[GreenKeys] ST6 questions

Don Robert House drhouse at nadcomm.com
Mon Jul 17 15:37:06 EDT 2006


At one time almost all telephone cables over 12,000 feet had all of  
their cable pairs "loaded" with 88mH coils which came in large "cans"  
with a splicing stub.  The 88mH toroids were placed every 6,000  feet  
to cancel the capacitance of a section of cable.  This made the cable  
"flat" in frequency response within the voice band of 300-3200 Hz.  
Most of these cables were either 22 awg or 24 awg.  Urban telegraph  
design cable was usually 19 awg and not loaded.  You can imagine the  
cost of copper and lead for these cables and toroids.  Some rural  
cables were 16 awg aluminum and used a different loading scheme.   
When and end section was an odd length we had to install "build-out"  
capacitors on all the pairs.  When digital transmission started about  
1974 many many cables had to have their "loaders" and "bridged taps"  
removed.  Starting in 1975 the cost of toroids should have started to  
come down as they became available (and still are) on the surplus  
market.

Don,  Ye Old Telephone Man --- "Transmission Engineers do it 'til it  
Hertz"


On 17 Jul 2006, at 2:06 PM, Bill Henry wrote:

Don and all --

Thanks for the comments.

Not so much a "do good doer" - but that I am old enough to remember  
and want to write it down before I forget.

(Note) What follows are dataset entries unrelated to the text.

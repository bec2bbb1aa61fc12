//! Scuttle Store - Feeds and their reconciliation
//!
//! - `Log`: one append-only, hash-chained, signed feed
//! - `Store`: the feeds a participant replicates, with frontier based
//!   delta computation and idempotent batch updates
//! - `InterestPolicy`: which feeds the store should hold (open or
//!   transitive follow/block)

pub mod feed;
pub mod store;
pub mod interest;

pub use feed::*;
pub use store::*;
pub use interest::*;
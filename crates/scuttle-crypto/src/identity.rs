//! Feed keys
//!
//! An Ed25519 verifying key is itself the feed id. The same key, moved to
//! its Montgomery form, doubles as the X25519 key private messages are
//! sealed to.

use ed25519_dalek::{Signature, Signer, SigningKey, Verifier, VerifyingKey};
use rand::rngs::OsRng;
use rand::{CryptoRng, RngCore};
use x25519_dalek::StaticSecret;

use scuttle_core::{FeedId, ScuttleError, ScuttleResult};

/// Secret half of a feed: the only thing that may append to it
#[derive(Clone)]
pub struct Identity {
    key: SigningKey,
}

impl Identity {
    /// Fresh identity from the OS RNG
    pub fn generate() -> Self {
        Self::generate_with(&mut OsRng)
    }

    /// Deterministic for a seeded RNG
    pub fn generate_with<R: CryptoRng + RngCore>(rng: &mut R) -> Self {
        Identity {
            key: SigningKey::generate(rng),
        }
    }

    pub fn from_bytes(secret: &[u8; 32]) -> Self {
        Identity {
            key: SigningKey::from_bytes(secret),
        }
    }

    /// Secret seed, for persisting the identity
    pub fn signing_key_bytes(&self) -> [u8; 32] {
        self.key.to_bytes()
    }

    pub fn feed_id(&self) -> FeedId {
        FeedId::new(self.key.verifying_key().to_bytes())
    }

    pub fn public(&self) -> PublicIdentity {
        PublicIdentity {
            key: self.key.verifying_key(),
        }
    }

    pub fn sign(&self, payload: &[u8]) -> [u8; 64] {
        self.key.sign(payload).to_bytes()
    }

    pub fn verify(&self, payload: &[u8], signature: &[u8; 64]) -> bool {
        self.public().verify(payload, signature)
    }

    pub(crate) fn exchange_secret(&self) -> StaticSecret {
        StaticSecret::from(self.key.to_scalar_bytes())
    }
}

impl std::fmt::Debug for Identity {
    fn fmt(&self, f: &mut std::fmt::Formatter<'_>) -> std::fmt::Result {
        f.debug_tuple("Identity").field(&self.feed_id()).finish()
    }
}

/// Verifying half of a feed, recovered from its id alone
#[derive(Clone, Copy, PartialEq, Eq)]
pub struct PublicIdentity {
    key: VerifyingKey,
}

impl PublicIdentity {
    /// Fails when the id is not a valid curve point
    pub fn from_feed(feed: &FeedId) -> ScuttleResult<Self> {
        VerifyingKey::from_bytes(feed.as_bytes())
            .map(|key| PublicIdentity { key })
            .map_err(|_| ScuttleError::InvalidPublicKey)
    }

    pub fn feed_id(&self) -> FeedId {
        FeedId::new(self.key.to_bytes())
    }

    /// Strict verification, rejecting malleable signatures
    pub fn verify(&self, payload: &[u8], signature: &[u8; 64]) -> bool {
        let signature = Signature::from_bytes(signature);
        self.key.verify_strict(payload, &signature).is_ok()
    }

    pub(crate) fn exchange_public(&self) -> x25519_dalek::PublicKey {
        x25519_dalek::PublicKey::from(self.key.to_montgomery().to_bytes())
    }
}

impl std::fmt::Debug for PublicIdentity {
    fn fmt(&self, f: &mut std::fmt::Formatter<'_>) -> std::fmt::Result {
        f.debug_tuple("PublicIdentity").field(&self.feed_id()).finish()
    }
}
//! Scenario construction

use rand::rngs::StdRng;
use rand::{Rng, SeedableRng};

use scuttle_broadcast::Position;
use scuttle_core::{GossipConfig, MediumConfig, RelayConfig, RelayId, ScuttleResult, SimConfig};

use crate::Simulation;

/// How relays are placed
#[derive(Clone, Copy, Debug, PartialEq)]
pub enum Layout {
    /// Along the x axis
    Line { spacing: f64 },
    /// Row by row
    Grid { columns: usize, spacing: f64 },
    /// Evenly around a circle
    Ring { radius: f64 },
    /// Uniform in a rectangle, drawn from the run's seed
    Random { width: f64, height: f64 },
}

impl Layout {
    /// Positions for `count` relays
    pub fn positions(&self, count: usize, seed: u64) -> Vec<Position> {
        match *self {
            Layout::Line { spacing } => (0..count)
                .map(|i| Position::new(i as f64 * spacing, 0.0))
                .collect(),
            Layout::Grid { columns, spacing } => {
                let columns = columns.max(1);
                (0..count)
                    .map(|i| {
                        Position::new(
                            (i % columns) as f64 * spacing,
                            (i / columns) as f64 * spacing,
                        )
                    })
                    .collect()
            }
            Layout::Ring { radius } => (0..count)
                .map(|i| {
                    let angle = std::f64::consts::TAU * i as f64 / count as f64;
                    Position::new(radius * angle.cos(), radius * angle.sin())
                })
                .collect(),
            Layout::Random { width, height } => {
                let mut rng = StdRng::seed_from_u64(seed);
                (0..count)
                    .map(|_| Position::new(rng.gen::<f64>() * width, rng.gen::<f64>() * height))
                    .collect()
            }
        }
    }
}

/// Builds a simulation with its relays already placed
#[derive(Clone, Debug)]
pub struct ScenarioBuilder {
    config: SimConfig,
    relays: usize,
    layout: Layout,
}

impl Default for ScenarioBuilder {
    fn default() -> Self {
        Self {
            config: SimConfig::default(),
            relays: 4,
            layout: Layout::Line { spacing: 50.0 },
        }
    }
}

impl ScenarioBuilder {
    pub fn new() -> Self {
        Self::default()
    }

    /// Set relay count
    pub fn with_relays(mut self, count: usize) -> Self {
        self.relays = count;
        self
    }

    pub fn with_layout(mut self, layout: Layout) -> Self {
        self.layout = layout;
        self
    }

    pub fn with_config(mut self, config: SimConfig) -> Self {
        self.config = config;
        self
    }

    pub fn with_seed(mut self, seed: u64) -> Self {
        self.config.seed = seed;
        self
    }

    pub fn with_medium(mut self, medium: MediumConfig) -> Self {
        self.config.medium = medium;
        self
    }

    pub fn with_relay_config(mut self, relay: RelayConfig) -> Self {
        self.config.relay = relay;
        self
    }

    pub fn with_gossip(mut self, gossip: GossipConfig) -> Self {
        self.config.gossip = gossip;
        self
    }

    /// Create the world; ids are returned in placement order
    pub fn build(self) -> ScuttleResult<(Simulation, Vec<RelayId>)> {
        let positions = self.layout.positions(self.relays, self.config.seed);
        let mut sim = Simulation::new(self.config)?;
        let ids = positions
            .into_iter()
            .map(|position| sim.add_relay(position))
            .collect();
        Ok((sim, ids))
    }
}

#[cfg(test)]
mod tests {
    use super::*;

    #[test]
    fn test_layouts() {
        let line = Layout::Line { spacing: 10.0 }.positions(3, 0);
        assert_eq!(line[2], Position::new(20.0, 0.0));

        let grid = Layout::Grid {
            columns: 2,
            spacing: 5.0,
        }
        .positions(3, 0);
        assert_eq!(grid[2], Position::new(0.0, 5.0));

        let ring = Layout::Ring { radius: 10.0 }.positions(4, 0);
        assert!((ring[0].distance_to(&ring[2]) - 20.0).abs() < 1e-9);
    }

    #[test]
    fn test_random_layout_is_seeded() {
        let layout = Layout::Random {
            width: 100.0,
            height: 50.0,
        };
        assert_eq!(layout.positions(5, 9), layout.positions(5, 9));
        assert!(layout
            .positions(20, 3)
            .iter()
            .all(|p| (0.0..100.0).contains(&p.x) && (0.0..50.0).contains(&p.y)));
    }

    #[test]
    fn test_build() {
        let (sim, ids) = ScenarioBuilder::new()
            .with_relays(3)
            .with_medium(MediumConfig::ideal())
            .with_seed(11)
            .build()
            .unwrap();
        assert_eq!(ids.len(), 3);
        assert_eq!(sim.relay_count(), 3);
        assert_eq!(sim.config().seed, 11);
        // Spacing 50, range 100
        assert_eq!(sim.medium().neighbors(ids[0]), vec![ids[1], ids[2]]);
    }

    #[test]
    fn test_build_rejects_bad_config() {
        let medium = MediumConfig {
            broadcast_range: 0.0,
            ..MediumConfig::ideal()
        };
        assert!(ScenarioBuilder::new().with_medium(medium).build().is_err());
    }
}
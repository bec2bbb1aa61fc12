//! Simulation context
//!
//! Every component that needs the clock or randomness receives a
//! `SimulationContext` explicitly. Randomness goes through the
//! `RandomSource` trait so runs are reproducible from a seed and tests can
//! pin the draws.

use rand::rngs::StdRng;
use rand::{Rng, SeedableRng};

use crate::Tick;

/// Source of simulation randomness
pub trait RandomSource {
    /// Uniform draw in `[0, 1)`
    fn uniform(&mut self) -> f64;

    /// Normal draw
    fn normal(&mut self, mean: f64, std_dev: f64) -> f64;

    /// Uniform index in `0..len`, `len` must be positive
    fn index(&mut self, len: usize) -> usize;

    /// Raw 64 bits, used to seed derived generators
    fn next_u64(&mut self) -> u64;

    /// True with probability `p`
    fn chance(&mut self, p: f64) -> bool {
        self.uniform() < p
    }
}

/// Deterministic pseudo-random source seeded once per run
pub struct SeededRng {
    rng: StdRng,
}

impl SeededRng {
    pub fn new(seed: u64) -> Self {
        SeededRng {
            rng: StdRng::seed_from_u64(seed),
        }
    }
}

impl RandomSource for SeededRng {
    fn uniform(&mut self) -> f64 {
        self.rng.gen()
    }

    fn normal(&mut self, mean: f64, std_dev: f64) -> f64 {
        // Box-Muller transform
        let u1: f64 = self.rng.gen::<f64>().max(f64::MIN_POSITIVE);
        let u2: f64 = self.rng.gen();
        let z = (-2.0 * u1.ln()).sqrt() * (2.0 * std::f64::consts::PI * u2).cos();
        mean + std_dev * z
    }

    fn index(&mut self, len: usize) -> usize {
        self.rng.gen_range(0..len)
    }

    fn next_u64(&mut self) -> u64 {
        self.rng.gen()
    }
}

/// Constant draws, for tests that must not depend on chance
#[derive(Clone, Copy, Debug)]
pub struct FixedRng {
    value: f64,
}

impl FixedRng {
    /// `uniform` always returns `value`, `normal` its mean, `index` zero
    /// and `next_u64` `value` scaled to the full range
    pub fn new(value: f64) -> Self {
        FixedRng { value }
    }
}

impl RandomSource for FixedRng {
    fn uniform(&mut self) -> f64 {
        self.value
    }

    fn normal(&mut self, mean: f64, _std_dev: f64) -> f64 {
        mean
    }

    fn index(&mut self, _len: usize) -> usize {
        0
    }

    fn next_u64(&mut self) -> u64 {
        (self.value.clamp(0.0, 1.0) * u64::MAX as f64) as u64
    }
}

/// Clock and randomness shared by everything inside one simulation
pub struct SimulationContext {
    tick: Tick,
    rng: Box<dyn RandomSource>,
}

impl SimulationContext {
    /// Context starting at tick 0 with a seeded source
    pub fn new(seed: u64) -> Self {
        Self::with_rng(Box::new(SeededRng::new(seed)))
    }

    pub fn with_rng(rng: Box<dyn RandomSource>) -> Self {
        SimulationContext {
            tick: Tick::ZERO,
            rng,
        }
    }

    #[inline]
    pub fn now(&self) -> Tick {
        self.tick
    }

    /// Move the clock forward one tick and return the new time
    pub fn advance(&mut self) -> Tick {
        self.tick = self.tick.next();
        self.tick
    }

    pub fn rng(&mut self) -> &mut dyn RandomSource {
        self.rng.as_mut()
    }

    /// Cryptographic generator seeded from the run's randomness, for key
    /// material that must be reproducible under a fixed seed
    pub fn crypto_rng(&mut self) -> StdRng {
        StdRng::seed_from_u64(self.rng.next_u64())
    }

    /// True when periodic work scheduled every `every` ticks runs now
    pub fn is_due(&self, every: u64) -> bool {
        self.tick.is_multiple_of(every)
    }
}

impl std::fmt::Debug for SimulationContext {
    fn fmt(&self, f: &mut std::fmt::Formatter<'_>) -> std::fmt::Result {
        f.debug_struct("SimulationContext")
            .field("tick", &self.tick)
            .finish_non_exhaustive()
    }
}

Toroids were a fun thing and the absolute best bargain in electronics  
at the time.  Those are very high quality coils.  At the peak of the  
ST-6 work, we paid between $0.05 and $.25 each, depending on the  
source.  And then we'd have to strip them out of the casings,  
separate the coils, and strip and tin the leads.  We easily put  
another two or three bucks into every one.  When the surplus market  
started to dry up, I tried to have some new ones made.  Automatic  
Electric in Chicago wanted a minimum  order of 10,000 and the price  
was $7.50 - EACH - and that was in 1972 dollars!  For a little bitty  
garage company, it might as well been a million bucks.  Plus, each  
ST-6 plus AK-1 had 10 toroids and the parts kit sold for $100 or so.   
This would have just about doubled the price!  As they say, the rest  
is history - ST-6000 and then ST-5000.